Read the records below and report each line in which "first" occurs.

Collected data entries
-.-.-

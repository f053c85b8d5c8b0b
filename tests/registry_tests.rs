//! Probe registry tests

use async_trait::async_trait;
use probewatch::core::{self, Options, Probe, Test};
use probewatch::error::{ProbeError, ProbeResult};
use probewatch::parser::TestParser;
use probewatch::runner::LocalRunner;
use probewatch::Settings;
use std::collections::HashMap;
use std::sync::atomic::{AtomicUsize, Ordering};

/// Reports how many times this particular instance has run
#[derive(Default)]
struct CountingProbe {
    calls: AtomicUsize,
}

fn counting_factory() -> Box<dyn Probe> {
    Box::new(CountingProbe::default())
}

#[async_trait]
impl Probe for CountingProbe {
    fn arguments(&self) -> HashMap<&'static str, &'static str> {
        HashMap::from([("expect", "^[0-9]+$")])
    }

    fn should_resolve_hostname(&self) -> bool {
        false
    }

    fn example(&self) -> &'static str {
        "host must run counting [with expect N]"
    }

    async fn run_test(&self, test: &Test, _target: &str, _opts: Options) -> ProbeResult<()> {
        let call = self.calls.fetch_add(1, Ordering::SeqCst) + 1;
        match test.argument("expect") {
            "" => Ok(()),
            expected if expected == call.to_string() => Ok(()),
            _ => Err(ProbeError::Mismatch(format!("call {}", call))),
        }
    }
}

fn refusing_factory() -> Box<dyn Probe> {
    Box::new(RefusingProbe)
}

struct RefusingProbe;

#[async_trait]
impl Probe for RefusingProbe {
    fn arguments(&self) -> HashMap<&'static str, &'static str> {
        HashMap::new()
    }

    fn should_resolve_hostname(&self) -> bool {
        false
    }

    fn example(&self) -> &'static str {
        "host must run replaced"
    }

    async fn run_test(&self, _test: &Test, _target: &str, _opts: Options) -> ProbeResult<()> {
        Err(ProbeError::ProtocolError("refused".to_string()))
    }
}

#[test]
fn test_builtins_present() {
    let names = core::list_probes();
    assert!(names.contains(&"dns".to_string()));
    assert!(names.contains(&"imaps".to_string()));

    let mut sorted = names.clone();
    sorted.sort();
    assert_eq!(names, sorted);
}

#[test]
fn test_unknown_protocol() {
    assert!(core::lookup("gopher").is_none());
}

#[tokio::test]
async fn test_lookups_yield_independent_instances() {
    core::register("counting", counting_factory);
    let test = Test::new("host", "counting", "host must run counting").with_argument("expect", "1");

    let first = core::lookup("counting").unwrap();
    let second = core::lookup("counting").unwrap();

    // Each instance starts counting from one
    assert!(first.run_test(&test, "host", Options::default()).await.is_ok());
    assert!(second.run_test(&test, "host", Options::default()).await.is_ok());

    let err = first.run_test(&test, "host", Options::default()).await.unwrap_err();
    assert_eq!(err.to_string(), "call 2");
}

#[tokio::test]
async fn test_register_overwrites() {
    core::register("replaced", counting_factory);
    core::register("replaced", refusing_factory);

    let probe = core::lookup("replaced").unwrap();
    let test = Test::new("host", "replaced", "host must run replaced");
    assert!(matches!(
        probe.run_test(&test, "host", Options::default()).await,
        Err(ProbeError::ProtocolError(_))
    ));
}

#[test]
fn test_registered_probe_is_parseable() {
    core::register("parsed-counting", counting_factory);
    let parser = TestParser::new();

    let test = parser
        .parse_line("host.example.com must run parsed-counting with expect 3", 1)
        .unwrap()
        .unwrap();
    assert_eq!(test.argument("expect"), "3");
    assert!(parser
        .parse_line("host.example.com must run parsed-counting with expect three", 1)
        .is_err());
}

#[tokio::test]
async fn test_runner_uses_bare_target_when_not_resolving() {
    core::register("runner-counting", counting_factory);
    let tests = vec![
        Test::new("unresolvable.invalid", "runner-counting", "unresolvable.invalid must run runner-counting"),
        Test::new("other.invalid", "runner-counting", "other.invalid must run runner-counting")
            .with_argument("expect", "2"),
    ];

    let summary = LocalRunner::new(Settings::default()).with_concurrency(1).run(tests).await;

    assert_eq!(summary.outcomes.len(), 2);
    // Fresh instance per run, so the second test sees its first call
    assert_eq!(summary.passed(), 1);
    assert_eq!(summary.failed(), 1);
    let addresses: Vec<_> = summary.outcomes.iter().map(|o| o.address.as_str()).collect();
    assert!(addresses.contains(&"unresolvable.invalid"));
    assert!(addresses.contains(&"other.invalid"));
}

-.-.-

**Completed task:**
    let first = core::lookup("counting").unwrap();
    assert!(first.run_test(&test, "host", Options::default()).await.is_ok());
    let err = first.run_test(&test, "host", Options::default()).await.unwrap_err();
    // Fresh instance per run, so the second test sees its first call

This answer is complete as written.